Fellini cruza pelas características de Roma como um maestro. Seu filme é um depósito poético da cidade eterna. Cita-se muito o desfile de moda eclesiástico, em que o sarcasmo religioso de Fellini vais mais longe do que nas procissões de A estrada (1954) e As noites de Cabiria (1957) ou do que naquele Cristo dependurado de um helicóptero em A doce vida (1960). Não há esquecer igualmente as seqüências dos dois bordéis: na verdade, Fellini começa com a imagem contemporânea da realização do filme em que jovens se entregam ao amor livre, e compara esta realidade com a turbulenta freqüência aos bordéis dos anos da juventude do realizador, contrapondo o bordel barulhento e chulo a outro mais luxuoso e circunspecto mas que também desanda para uma luxúria vadia. Estas longas e intensas cenas dos bordéis, talvez um pouco longas para o gosto elíptico do espectador de hoje, são fundamentais porque gravam o espírito de toda a narrativa: oscilar entre o passado e o presente romanos. Outras imagens características são as dos restaurantes de rua, a comilança italiana, criaturas típicas atirando-se aos pratos com voracidade. O breve aparecimento de Anna Magnani, a “loba romana” desde Mamma Roma (1962), de Pier Paolo Pasolini, e que teve uma morte clássica em Roma, cidade aberta (1945), de Roberto Rossellini, ela aparece xingando o próprio Fellini, é outro dado curioso para o cinéfilo. Assim como a entrevista com o escritor norte-americano Gore Vidal, dizendo obviedades sentado a uma mesa de restaurante, busca captar outro fato cultural: o americano Vidal vive em Roma há muitos anos e, além de homem de letras, é também um homem das ilusões cinematográficas, pois assinou o roteiro de Bem-Hur (1959), de William Wyler.

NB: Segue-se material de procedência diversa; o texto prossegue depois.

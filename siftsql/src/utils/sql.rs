//! SQL string helpers

/// Quote an identifier with backtick delimiters.
pub fn quote_ident(name: &str) -> String {
    format!("`{}`", name)
}

/// Quote a string literal with single quotes.
///
/// The literal is interpolated verbatim: no escaping is applied. The
/// caller is responsible for sanitizing untrusted input before it reaches
/// the translator.
pub fn quote_literal(value: &str) -> String {
    format!("'{}'", value)
}

/// Escape SQL LIKE metacharacters (%, _, \) in user input
///
/// Use this when building LIKE pattern values from user input to prevent
/// unintended pattern matching. The translator never applies it on its
/// own: pattern values pass through with whatever wildcards the caller
/// put in them.
///
/// # Example
///
/// ```
/// use siftsql::utils::sql::escape_like_pattern;
///
/// let user_input = "100% match";
/// let pattern = format!("%{}%", escape_like_pattern(user_input));
/// assert_eq!(pattern, "%100\\% match%");
/// ```
pub fn escape_like_pattern(s: &str) -> String {
    s.replace('\\', "\\\\")
        .replace('%', "\\%")
        .replace('_', "\\_")
}

#[cfg(test)]
mod tests {
    use super::*;

    #[test]
    fn quote_ident_backticks() {
        assert_eq!(quote_ident("name"), "`name`");
        assert_eq!(quote_ident("birthDate"), "`birthDate`");
    }

    #[test]
    fn quote_literal_single_quotes() {
        assert_eq!(quote_literal("John"), "'John'");
        assert_eq!(quote_literal(""), "''");
    }

    #[test]
    fn quote_literal_does_not_escape() {
        // Unescaped interpolation is a documented property of the
        // translator, not an oversight.
        assert_eq!(quote_literal("O'Brien"), "'O'Brien'");
    }

    #[test]
    fn escape_like_pattern_no_special_chars() {
        assert_eq!(escape_like_pattern("hello"), "hello");
    }

    #[test]
    fn escape_like_pattern_percent() {
        assert_eq!(escape_like_pattern("100%"), "100\\%");
    }

    #[test]
    fn escape_like_pattern_multiple() {
        assert_eq!(escape_like_pattern("100%_\\test"), "100\\%\\_\\\\test");
    }
}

Talvez o aspecto em que Roma de Fellini mais desmanche a sisudez da narrativa clássica seja na utilização duma personalíssima metalinguagem, em que o realizador do documentário de fantasia não se oculta: manda o operador levantar a grua, sua mão aparece no canto da tela indicando que um carro siga adiante, ele próprio é visto dentro dum carro que segue a equipe de filmagem. Em E la nave va (1983) Fellini tentou novamente incursionar pela metalinguagem: mas o resultado foi artificioso.

Enfeixando estas observações em série sobre o filme, não se pode esquecer a passeata de motos do fim: é o coroamento da magia de Fellini, que permanece atual como nunca.